McCue et al (1986, p. 57) found that ‘people orientated styles of leadership’, where there was encouragement and coaching by junior doctors, was regarded more highly by nursing colleagues, than a delegating style. This style of shared leading uses skills like facilitating, listening and influencing, rather than giving commands (Baldridge, 1978). A distributive leadership (DL) involves the vertical distribution of power from the centre downwards, which may even move outside the boundaries of the organisation and may be of benefit in increasingly complex healthcare systems, allowing individuals to lead in their own fields of expertise (Brookes and Grint, 2010). DL or ‘leadership at all levels’ is a ‘shared, adaptive, and collaborative approach that forces leaders to focus on systems of care and not just organisational delivery of results through followership’ (Aggarwal and Swanwick, 2015, p.109).

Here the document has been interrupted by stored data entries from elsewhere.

#[cfg(test)]
mod tests {
    use super::*;
    use crate::domain::ArtistSearchResponse;
    use crate::error::{ClientError, Result};
    use async_trait::async_trait;
    use serde_json::json;
    use tokio::sync::Mutex;

    type CallLog = Arc<Mutex<Vec<String>>>;

    struct MockCredentials {
        calls: CallLog,
        token: Option<&'static str>,
    }

    #[async_trait]
    impl CredentialPort for MockCredentials {
        async fn acquire_token(&self) -> Result<AccessCredential> {
            self.calls.lock().await.push("token".to_string());
            match self.token {
                Some(t) => Ok(AccessCredential::new(t)),
                None => Err(ClientError::Status {
                    status: 400,
                    body: r#"{"error":"invalid_client"}"#.to_string(),
                }),
            }
        }
    }

    struct MockSearch {
        calls: CallLog,
        body: Option<serde_json::Value>,
    }

    #[async_trait]
    impl ArtistSearchPort for MockSearch {
        async fn search_artist(
            &self,
            credential: &AccessCredential,
            artist: &str,
        ) -> Result<ArtistSearchResponse> {
            self.calls
                .lock()
                .await
                .push(format!("search:{}:{}", credential.secret(), artist));
            match &self.body {
                Some(body) => Ok(serde_json::from_value(body.clone())?),
                None => Err(ClientError::Status {
                    status: 503,
                    body: String::new(),
                }),
            }
        }
    }

    struct MockStore {
        calls: CallLog,
        fail: bool,
    }

    #[async_trait]
    impl CatalogStorePort for MockStore {
        async fn update_cover(&self, key: &RecordKey, url: &str) -> Result<()> {
            self.calls.lock().await.push(format!("write:{}:{}", key, url));
            if self.fail {
                return Err(ClientError::Store("permission denied".to_string()));
            }
            Ok(())
        }
    }

    fn use_case(
        token: Option<&'static str>,
        search_body: Option<serde_json::Value>,
        store_fails: bool,
    ) -> (EnrichUseCase, CallLog) {
        let calls: CallLog = Arc::new(Mutex::new(Vec::new()));
        let uc = EnrichUseCase::new(
            Arc::new(MockCredentials {
                calls: calls.clone(),
                token,
            }),
            Arc::new(MockSearch {
                calls: calls.clone(),
                body: search_body,
            }),
            Arc::new(MockStore {
                calls: calls.clone(),
                fail: store_fails,
            }),
        );
        (uc, calls)
    }

    fn two_images() -> serde_json::Value {
        json!({
            "artists": { "items": [{
                "id": "4tZwfgrHOc3mvqYlEYSvVi",
                "name": "Daft Punk",
                "images": [
                    { "url": "https://img/a.jpg" },
                    { "url": "https://img/b.jpg" }
                ]
            }]}
        })
    }

    #[tokio::test]
    async fn writes_first_image_of_first_artist() {
        let (uc, calls) = use_case(Some("T1"), Some(two_images()), false);
        let key = RecordKey::new("song-1");

        let outcome = uc
            .handle_created(&key, &CatalogRecord::with_artist("Daft Punk"))
            .await;

        assert_eq!(
            outcome,
            EnrichOutcome::Written {
                key: key.clone(),
                url_cover: "https://img/a.jpg".to_string()
            }
        );
        assert_eq!(
            *calls.lock().await,
            vec![
                "token".to_string(),
                "search:T1:Daft Punk".to_string(),
                "write:song-1:https://img/a.jpg".to_string(),
            ]
        );
    }

    #[tokio::test]
    async fn missing_artist_makes_no_calls() {
        let (uc, calls) = use_case(Some("T1"), Some(two_images()), false);

        for record in [CatalogRecord::default(), CatalogRecord::with_artist("")] {
            let outcome = uc.handle_created(&RecordKey::new("song-2"), &record).await;
            assert!(matches!(
                outcome,
                EnrichOutcome::Skipped { reason: "missing_input", .. }
            ));
        }
        assert!(calls.lock().await.is_empty());
    }

    #[tokio::test]
    async fn token_failure_stops_before_search() {
        let (uc, calls) = use_case(None, Some(two_images()), false);

        let outcome = uc
            .handle_created(&RecordKey::new("song-3"), &CatalogRecord::with_artist("Daft Punk"))
            .await;

        assert!(matches!(
            outcome,
            EnrichOutcome::Skipped { reason: "credential_failure", .. }
        ));
        assert_eq!(*calls.lock().await, vec!["token".to_string()]);
    }

    #[tokio::test]
    async fn empty_search_result_does_not_write() {
        let (uc, calls) = use_case(Some("T1"), Some(json!({ "artists": { "items": [] } })), false);

        let result = uc
            .run(&RecordKey::new("song-4"), &CatalogRecord::with_artist("Unknown Artist XYZ"))
            .await;

        assert!(matches!(
            result,
            Err(EnrichError::SearchFailure(SearchFailure::NoArtist))
        ));
        let calls = calls.lock().await;
        assert_eq!(calls.len(), 2);
        assert!(calls.iter().all(|c| !c.starts_with("write")));
    }

    #[tokio::test]
    async fn artist_without_images_does_not_write() {
        let body = json!({ "artists": { "items": [{ "name": "Obscure", "images": [] }] } });
        let (uc, calls) = use_case(Some("T1"), Some(body), false);

        let result = uc
            .run(&RecordKey::new("song-5"), &CatalogRecord::with_artist("Obscure"))
            .await;

        assert!(matches!(
            result,
            Err(EnrichError::SearchFailure(SearchFailure::NoImages))
        ));
        assert!(calls.lock().await.iter().all(|c| !c.starts_with("write")));
    }

    #[tokio::test]
    async fn search_error_is_absorbed() {
        let (uc, calls) = use_case(Some("T1"), None, false);

        let outcome = uc
            .handle_created(&RecordKey::new("song-6"), &CatalogRecord::with_artist("Daft Punk"))
            .await;

        assert!(matches!(
            outcome,
            EnrichOutcome::Skipped { reason: "search_failure", .. }
        ));
        assert_eq!(calls.lock().await.len(), 2);
    }

    #[tokio::test]
    async fn write_failure_is_reported() {
        let (uc, calls) = use_case(Some("T1"), Some(two_images()), true);

        let outcome = uc
            .handle_created(&RecordKey::new("song-7"), &CatalogRecord::with_artist("Daft Punk"))
            .await;

        match outcome {
            EnrichOutcome::Skipped { reason, detail, .. } => {
                assert_eq!(reason, "write_failure");
                assert!(detail.contains("permission denied"));
            }
            other => panic!("unexpected outcome: {:?}", other),
        }
        assert_eq!(calls.lock().await.len(), 3);
    }

    #[tokio::test]
    async fn rerunning_produces_same_write() {
        let (uc, calls) = use_case(Some("T1"), Some(two_images()), false);
        let key = RecordKey::new("song-8");
        let record = CatalogRecord::with_artist("Daft Punk");

        let first = uc.handle_created(&key, &record).await;
        let second = uc.handle_created(&key, &record).await;

        assert_eq!(first, second);
        let writes: Vec<_> = calls
            .lock()
            .await
            .iter()
            .filter(|c| c.starts_with("write"))
            .cloned()
            .collect();
        assert_eq!(writes.len(), 2);
        assert_eq!(writes[0], writes[1]);
    }

    #[tokio::test]
    async fn lookup_does_not_write() {
        let (uc, calls) = use_case(Some("T1"), Some(two_images()), false);

        let cover = uc.lookup_cover("Daft Punk").await.unwrap();

        assert_eq!(cover.url, "https://img/a.jpg");
        assert_eq!(cover.matched_name.as_deref(), Some("Daft Punk"));
        assert!(calls.lock().await.iter().all(|c| !c.starts_with("write")));
    }

    #[test]
    fn outcome_serializes_with_status_tag() {
        let outcome = EnrichOutcome::Written {
            key: RecordKey::new("abc"),
            url_cover: "https://img/a.jpg".to_string(),
        };
        let value = serde_json::to_value(&outcome).unwrap();
        assert_eq!(value["status"], "written");
        assert_eq!(value["key"], "abc");
        assert_eq!(value["urlCover"], "https://img/a.jpg");
    }

    #[tokio::test]
    async fn image_list_with_missing_later_url_still_writes() {
        let body = json!({ "artists": { "items": [{ "images": [
            { "url": "https://img/a.jpg" },
            { "url": null }
        ]}]}});
        let (uc, calls) = use_case(Some("T1"), Some(body), false);

        let outcome = uc
            .handle_created(&RecordKey::new("song-9"), &CatalogRecord::with_artist("Daft Punk"))
            .await;

        assert!(outcome.is_written());
        assert_eq!(
            calls.lock().await.last().map(String::as_str),
            Some("write:song-9:https://img/a.jpg")
        );
    }

    #[tokio::test]
    async fn first_image_without_url_counts_as_no_images() {
        let body = json!({ "artists": { "items": [{ "images": [
            { "url": null },
            { "url": "https://img/b.jpg" }
        ]}]}});
        let (uc, calls) = use_case(Some("T1"), Some(body), false);

        let result = uc
            .run(&RecordKey::new("song-10"), &CatalogRecord::with_artist("Daft Punk"))
            .await;

        assert!(matches!(
            result,
            Err(EnrichError::SearchFailure(SearchFailure::NoImages))
        ));
        assert!(calls.lock().await.iter().all(|c| !c.starts_with("write")));
    }

    #[derive(Clone, Default)]
    struct LogBuffer(Arc<std::sync::Mutex<Vec<u8>>>);

    impl std::io::Write for LogBuffer {
        fn write(&mut self, buf: &[u8]) -> std::io::Result<usize> {
            self.0.lock().unwrap().extend_from_slice(buf);
            Ok(buf.len())
        }

        fn flush(&mut self) -> std::io::Result<()> {
            Ok(())
        }
    }

    impl LogBuffer {
        fn lines(&self) -> Vec<String> {
            let bytes = self.0.lock().unwrap().clone();
            String::from_utf8(bytes)
                .unwrap()
                .lines()
                .map(str::to_string)
                .collect()
        }
    }

    /// Run one invocation under a subscriber that writes plain-text lines into a buffer.
    fn handle_with_logs(uc: &EnrichUseCase, key: &str, record: &CatalogRecord) -> (EnrichOutcome, Vec<String>) {
        let buffer = LogBuffer::default();
        let writer = buffer.clone();
        let subscriber = tracing_subscriber::fmt()
            .with_writer(move || writer.clone())
            .with_ansi(false)
            .with_max_level(tracing::Level::INFO)
            .finish();

        let key = RecordKey::new(key);
        let outcome = tracing::subscriber::with_default(subscriber, || {
            tokio::runtime::Builder::new_current_thread()
                .enable_all()
                .build()
                .unwrap()
                .block_on(uc.handle_created(&key, record))
        });
        (outcome, buffer.lines())
    }

    #[test]
    fn unknown_artist_logs_one_no_cover_entry() {
        let (uc, _calls) = use_case(Some("T1"), Some(json!({ "artists": { "items": [] } })), false);

        let (outcome, lines) =
            handle_with_logs(&uc, "song-11", &CatalogRecord::with_artist("Unknown Artist XYZ"));

        assert!(!outcome.is_written());
        let no_cover: Vec<_> = lines
            .iter()
            .filter(|l| l.contains("No cover image found"))
            .collect();
        assert_eq!(no_cover.len(), 1, "{:#?}", lines);
        assert!(no_cover[0].contains("Unknown Artist XYZ"));
        assert!(no_cover[0].contains("no artist matched the query"));
        assert!(lines.iter().all(|l| !l.contains("ERROR")), "{:#?}", lines);
    }

    #[test]
    fn credential_failure_logs_one_error_with_detail() {
        let (uc, _calls) = use_case(None, Some(two_images()), false);

        let (_outcome, lines) =
            handle_with_logs(&uc, "song-12", &CatalogRecord::with_artist("Daft Punk"));

        let errors: Vec<_> = lines.iter().filter(|l| l.contains("ERROR")).collect();
        assert_eq!(errors.len(), 1, "{:#?}", lines);
        assert!(errors[0].contains("Could not obtain access token"));
        assert!(errors[0].contains("artist=Daft Punk"));
        assert!(errors[0].contains("invalid_client"));
    }

    #[test]
    fn search_and_write_failures_log_errors() {
        let (uc, _calls) = use_case(Some("T1"), None, false);
        let (_outcome, lines) =
            handle_with_logs(&uc, "song-13", &CatalogRecord::with_artist("Daft Punk"));
        let errors: Vec<_> = lines.iter().filter(|l| l.contains("ERROR")).collect();
        assert_eq!(errors.len(), 1, "{:#?}", lines);
        assert!(errors[0].contains("Error contacting music API"));
        assert!(errors[0].contains("503"));

        let (uc, _calls) = use_case(Some("T1"), Some(two_images()), true);
        let (_outcome, lines) =
            handle_with_logs(&uc, "song-14", &CatalogRecord::with_artist("Daft Punk"));
        let errors: Vec<_> = lines.iter().filter(|l| l.contains("ERROR")).collect();
        assert_eq!(errors.len(), 1, "{:#?}", lines);
        assert!(errors[0].contains("Failed to write cover"));
        assert!(errors[0].contains("permission denied"));
    }

    #[test]
    fn missing_artist_logs_without_error() {
        let (uc, _calls) = use_case(Some("T1"), Some(two_images()), false);

        let (_outcome, lines) = handle_with_logs(&uc, "song-15", &CatalogRecord::default());

        assert_eq!(
            lines
                .iter()
                .filter(|l| l.contains("Artist name not found"))
                .count(),
            1
        );
        assert!(lines.iter().all(|l| !l.contains("ERROR")));
    }
}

On the other hand, Martin et al (2015, p. 17) identified some weaknesses of DL in that ‘its focus is on the micro-foundations of organisations’ and highlighted the confusion over the real meaning of DL. In a study looking at the role of supervision during residency training, and the influence of different leadership styles, the participants felt they could be leaders, but they needed more formal training in leadership. The ‘Situational Leadership Theory’ (SLT) was applied in this study, and incorporates the idea that the leadership style of the supervisor influences the residents to deliver high quality care, as well as achieving goals. The main aspect of SLT is that ‘different situations require different leadership behaviours’ (van der Wal, 2015, p. 2).

Conclusion

It has been shown that mentoring medical trainees leads to an improvement in postgraduate training outcomes and career success, especially if the mentor is seen as a facilitator. It is also important that the mentee chooses their mentor and that they receive mentoring from different mentors at the same time. However, studies highlight the lack of effective mentoring in healthcare. Regarding leadership training, mentoring, coaching and supervision have been shown to be beneficial in acquiring leadership skills, but again this is not always prioritised in the healthcare setting and there are barriers to leadership training. Some junior doctors preferred a more formal approach to leadership training and would like to see this as part of the curriculum. When training does occur, informal mentoring and role modelling in particular did foster leadership development. When leadership training is structured or part of an academy, experiential learning is emphasised and the concept of the “expert leader” is promoted. Regarding leaderships styles, a distributive style may be useful in the complex world of healthcare but most medical leaders use a variety of styles and different situations require different styles.